Chi aiuta don Elenio?

"Ci sono dei momenti in cui mi fermo. Da solo, vado nella cappella dal mio primario, dal mio cardiologo. Dio. Cristo. Il medico per eccellenza. Lui poi non mi fa mancare la dolce compagnia del personale. Siamo diventati una grande famiglia. Quando medici, infermieri e gli altri lavoratori dell'ospedale mi incontrano, mi dicono: don elenio, mi benedica. Poi affrontano i continui ricoveri, quasi sempre contemporanei".

Qualcuno dei pazienti ha paura di non farcela?

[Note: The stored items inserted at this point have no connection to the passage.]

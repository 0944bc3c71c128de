use std::time::Duration;

use serde_json::{Map, Value};
use tracing::instrument;

use crate::config::{UpstreamConfig, UPSTREAM_RESULT_LIMIT};
use crate::plate::PlateQuery;

use super::messages::DatastoreResponse;
use super::{LookupError, LookupResult};

/// Client for the data.gov.il vehicle registry.
///
/// Cheap to clone: the underlying `reqwest::Client` shares one connection pool.
#[derive(Clone, Debug)]
pub struct VehicleLookupClient {
    http: reqwest::Client,
    search_url: String,
    resource_id: String,
    plate_field: String,
    timeout: Duration,
}

impl VehicleLookupClient {
    /// Build a client using the configured timeout.
    pub fn new(config: &UpstreamConfig) -> Result<Self, reqwest::Error> {
        Self::with_timeout(config, Duration::from_secs(config.timeout_seconds))
    }

    /// Build a client with an explicit upper bound on each upstream call.
    pub fn with_timeout(config: &UpstreamConfig, timeout: Duration) -> Result<Self, reqwest::Error> {
        let http = reqwest::Client::builder()
            .timeout(timeout)
            .user_agent(config.user_agent.as_str())
            .build()?;

        Ok(Self {
            http,
            search_url: config.search_url(),
            resource_id: config.resource_id.clone(),
            plate_field: config.plate_field.clone(),
            timeout,
        })
    }

    pub fn resource_id(&self) -> &str {
        &self.resource_id
    }

    pub fn timeout(&self) -> Duration {
        self.timeout
    }

    /// Look up a single vehicle by plate.
    ///
    /// Never retries; a failed attempt is reported as `UpstreamError` immediately.
    #[instrument(name = "lookup::vehicle", skip(self), fields(plate = %plate))]
    pub async fn lookup(&self, plate: &PlateQuery) -> LookupResult {
        tracing::debug!("Searching vehicle registry");

        let result = match self.fetch(plate).await {
            Ok(result) => result,
            Err(e) => LookupResult::UpstreamError(e),
        };

        match &result {
            LookupResult::Found(record) => {
                let vehicle = record.get(&self.plate_field).unwrap_or(&Value::Null);
                tracing::info!(vehicle = %vehicle, "Vehicle found");
            }
            LookupResult::NotFound => tracing::info!("Vehicle not found"),
            LookupResult::UpstreamError(e) => {
                tracing::warn!(error = %e, "Vehicle registry lookup failed")
            }
        }

        result
    }

    async fn fetch(&self, plate: &PlateQuery) -> Result<LookupResult, LookupError> {
        let filters = self.exact_match_filter(plate);
        let limit = UPSTREAM_RESULT_LIMIT.to_string();

        let response = self
            .http
            .get(&self.search_url)
            .query(&[
                ("resource_id", self.resource_id.as_str()),
                ("filters", filters.as_str()),
                ("limit", limit.as_str()),
            ])
            .send()
            .await
            .map_err(transport)?;

        let status = response.status();
        let body = response.bytes().await.map_err(transport)?;

        let envelope = serde_json::from_slice::<DatastoreResponse>(&body);

        // Only a 2xx answer can yield a record; a non-2xx one is an error either way
        match envelope {
            Ok(envelope) if status.is_success() => Ok(envelope.into_lookup_result()),
            Ok(envelope) if !envelope.success => Err(LookupError::Api),
            Err(e) if status.is_success() => Err(LookupError::Transport(format!(
                "Invalid response from vehicle registry: {}",
                e
            ))),
            _ => Err(LookupError::Transport(format!(
                "Vehicle registry responded with HTTP {}",
                status
            ))),
        }
    }

    /// JSON-encoded `{"<plate_field>": "<plate>"}` for the CKAN `filters` parameter.
    fn exact_match_filter(&self, plate: &PlateQuery) -> String {
        let mut filter = Map::new();
        filter.insert(
            self.plate_field.clone(),
            Value::String(plate.as_str().to_string()),
        );
        Value::Object(filter).to_string()
    }
}

fn transport(e: reqwest::Error) -> LookupError {
    LookupError::Transport(e.to_string())
}

#[cfg(test)]
mod tests {
    use super::*;
    use serde_json::json;
    use std::time::Instant;
    use wiremock::matchers::{method, path, query_param};
    use wiremock::{Mock, MockServer, ResponseTemplate};

    use crate::config::{DATASTORE_SEARCH_PATH, DEFAULT_RESOURCE_ID};

    fn upstream_config(server: &MockServer) -> UpstreamConfig {
        UpstreamConfig {
            base_url: server.uri(),
            ..UpstreamConfig::default()
        }
    }

    fn plate(raw: &str) -> PlateQuery {
        PlateQuery::parse(Some(raw)).unwrap()
    }

    #[tokio::test]
    async fn test_found_returns_first_record_unmodified() {
        let server = MockServer::start().await;
        let record = json!({
            "_id": 42,
            "mispar_rechev": 60570703,
            "tozeret_nm": "מאזדה יפן",
            "shnat_yitzur": 2015
        });

        Mock::given(method("GET"))
            .and(path(DATASTORE_SEARCH_PATH))
            .and(query_param("resource_id", DEFAULT_RESOURCE_ID))
            .and(query_param("filters", r#"{"mispar_rechev":"60570703"}"#))
            .and(query_param("limit", "1"))
            .respond_with(ResponseTemplate::new(200).set_body_json(json!({
                "success": true,
                "result": {"records": [record.clone()], "total": 1}
            })))
            .expect(1)
            .mount(&server)
            .await;

        let client = VehicleLookupClient::new(&upstream_config(&server)).unwrap();
        let result = client.lookup(&plate("605-70-703")).await;

        assert_eq!(
            result,
            LookupResult::Found(record.as_object().unwrap().clone())
        );
    }

    #[tokio::test]
    async fn test_no_records_is_not_found() {
        let server = MockServer::start().await;
        Mock::given(method("GET"))
            .and(path(DATASTORE_SEARCH_PATH))
            .respond_with(ResponseTemplate::new(200).set_body_json(json!({
                "success": true,
                "result": {"records": [], "total": 0}
            })))
            .mount(&server)
            .await;

        let client = VehicleLookupClient::new(&upstream_config(&server)).unwrap();
        assert_eq!(client.lookup(&plate("1")).await, LookupResult::NotFound);
    }

    #[tokio::test]
    async fn test_success_false_is_api_error() {
        let server = MockServer::start().await;
        Mock::given(method("GET"))
            .and(path(DATASTORE_SEARCH_PATH))
            .respond_with(ResponseTemplate::new(409).set_body_json(json!({
                "success": false,
                "error": {"__type": "Validation Error"}
            })))
            .mount(&server)
            .await;

        let client = VehicleLookupClient::new(&upstream_config(&server)).unwrap();
        assert_eq!(
            client.lookup(&plate("1234567")).await,
            LookupResult::UpstreamError(LookupError::Api)
        );
    }

    #[tokio::test]
    async fn test_non_json_error_status_is_transport_error() {
        let server = MockServer::start().await;
        Mock::given(method("GET"))
            .and(path(DATASTORE_SEARCH_PATH))
            .respond_with(ResponseTemplate::new(502).set_body_string("<html>Bad Gateway</html>"))
            .mount(&server)
            .await;

        let client = VehicleLookupClient::new(&upstream_config(&server)).unwrap();
        match client.lookup(&plate("1234567")).await {
            LookupResult::UpstreamError(LookupError::Transport(message)) => {
                assert!(message.contains("502"), "unexpected message: {}", message);
            }
            other => panic!("expected transport error, got {:?}", other),
        }
    }

    #[tokio::test]
    async fn test_error_status_with_success_body_is_transport_error() {
        let server = MockServer::start().await;
        Mock::given(method("GET"))
            .and(path(DATASTORE_SEARCH_PATH))
            .respond_with(ResponseTemplate::new(503).set_body_json(json!({
                "success": true,
                "result": {"records": [{"mispar_rechev": 1}]}
            })))
            .mount(&server)
            .await;

        let client = VehicleLookupClient::new(&upstream_config(&server)).unwrap();
        match client.lookup(&plate("1")).await {
            LookupResult::UpstreamError(LookupError::Transport(message)) => {
                assert!(message.contains("503"), "unexpected message: {}", message);
            }
            other => panic!("expected transport error, got {:?}", other),
        }
    }

    #[tokio::test]
    async fn test_unparseable_success_body_is_transport_error() {
        let server = MockServer::start().await;
        Mock::given(method("GET"))
            .and(path(DATASTORE_SEARCH_PATH))
            .respond_with(ResponseTemplate::new(200).set_body_string("not json"))
            .mount(&server)
            .await;

        let client = VehicleLookupClient::new(&upstream_config(&server)).unwrap();
        assert!(matches!(
            client.lookup(&plate("1234567")).await,
            LookupResult::UpstreamError(LookupError::Transport(_))
        ));
    }

    #[tokio::test]
    async fn test_timeout_is_bounded() {
        let server = MockServer::start().await;
        Mock::given(method("GET"))
            .and(path(DATASTORE_SEARCH_PATH))
            .respond_with(
                ResponseTemplate::new(200)
                    .set_body_json(json!({"success": true, "result": {"records": []}}))
                    .set_delay(Duration::from_secs(5)),
            )
            .mount(&server)
            .await;

        let client =
            VehicleLookupClient::with_timeout(&upstream_config(&server), Duration::from_millis(200))
                .unwrap();

        let start = Instant::now();
        let result = client.lookup(&plate("1234567")).await;

        assert!(start.elapsed() < Duration::from_secs(3));
        assert!(matches!(
            result,
            LookupResult::UpstreamError(LookupError::Transport(_))
        ));
    }

    #[tokio::test]
    async fn test_connection_refused_is_transport_error() {
        let port = std::net::TcpListener::bind("127.0.0.1:0")
            .unwrap()
            .local_addr()
            .unwrap()
            .port();
        let config = UpstreamConfig {
            base_url: format!("http://127.0.0.1:{}", port),
            ..UpstreamConfig::default()
        };

        let client = VehicleLookupClient::new(&config).unwrap();
        assert!(matches!(
            client.lookup(&plate("1234567")).await,
            LookupResult::UpstreamError(LookupError::Transport(_))
        ));
    }

    #[test]
    fn test_exact_match_filter_encoding() {
        let client = VehicleLookupClient::new(&UpstreamConfig::default()).unwrap();
        assert_eq!(
            client.exact_match_filter(&plate("12-345-67")),
            r#"{"mispar_rechev":"1234567"}"#
        );
    }
}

"Certo. Mi sussurrano di non farcela più, che il peso sta prendendo il sopravvento togliendo il senso di quello che stanno facendo".

Ci sono anche bambini?

"Sono meravigliosi. Sono sereni e curiosi. I pazienti modello. Così come i ragazzi down. Anche loro affrontano questa esperienza di vita con una serenità esemplare. Più difficile il percorso quando si tratta di 15enni". Cosa sta imparando a fare don Elenio? "Di tutto. Oramai aggiusto i telefonini per gli anziani. Oltre alla cura dello spirito, quando posso do sempre una mano d'aiuto ai pazienti. Memorizzo numeri nei cellulari, metto in carica i telefoni, porto vestiti. E, così come fa anche il personale, faccio fare videochiamate a chi non riesce in modo che possa parlare con i familiari e vederli".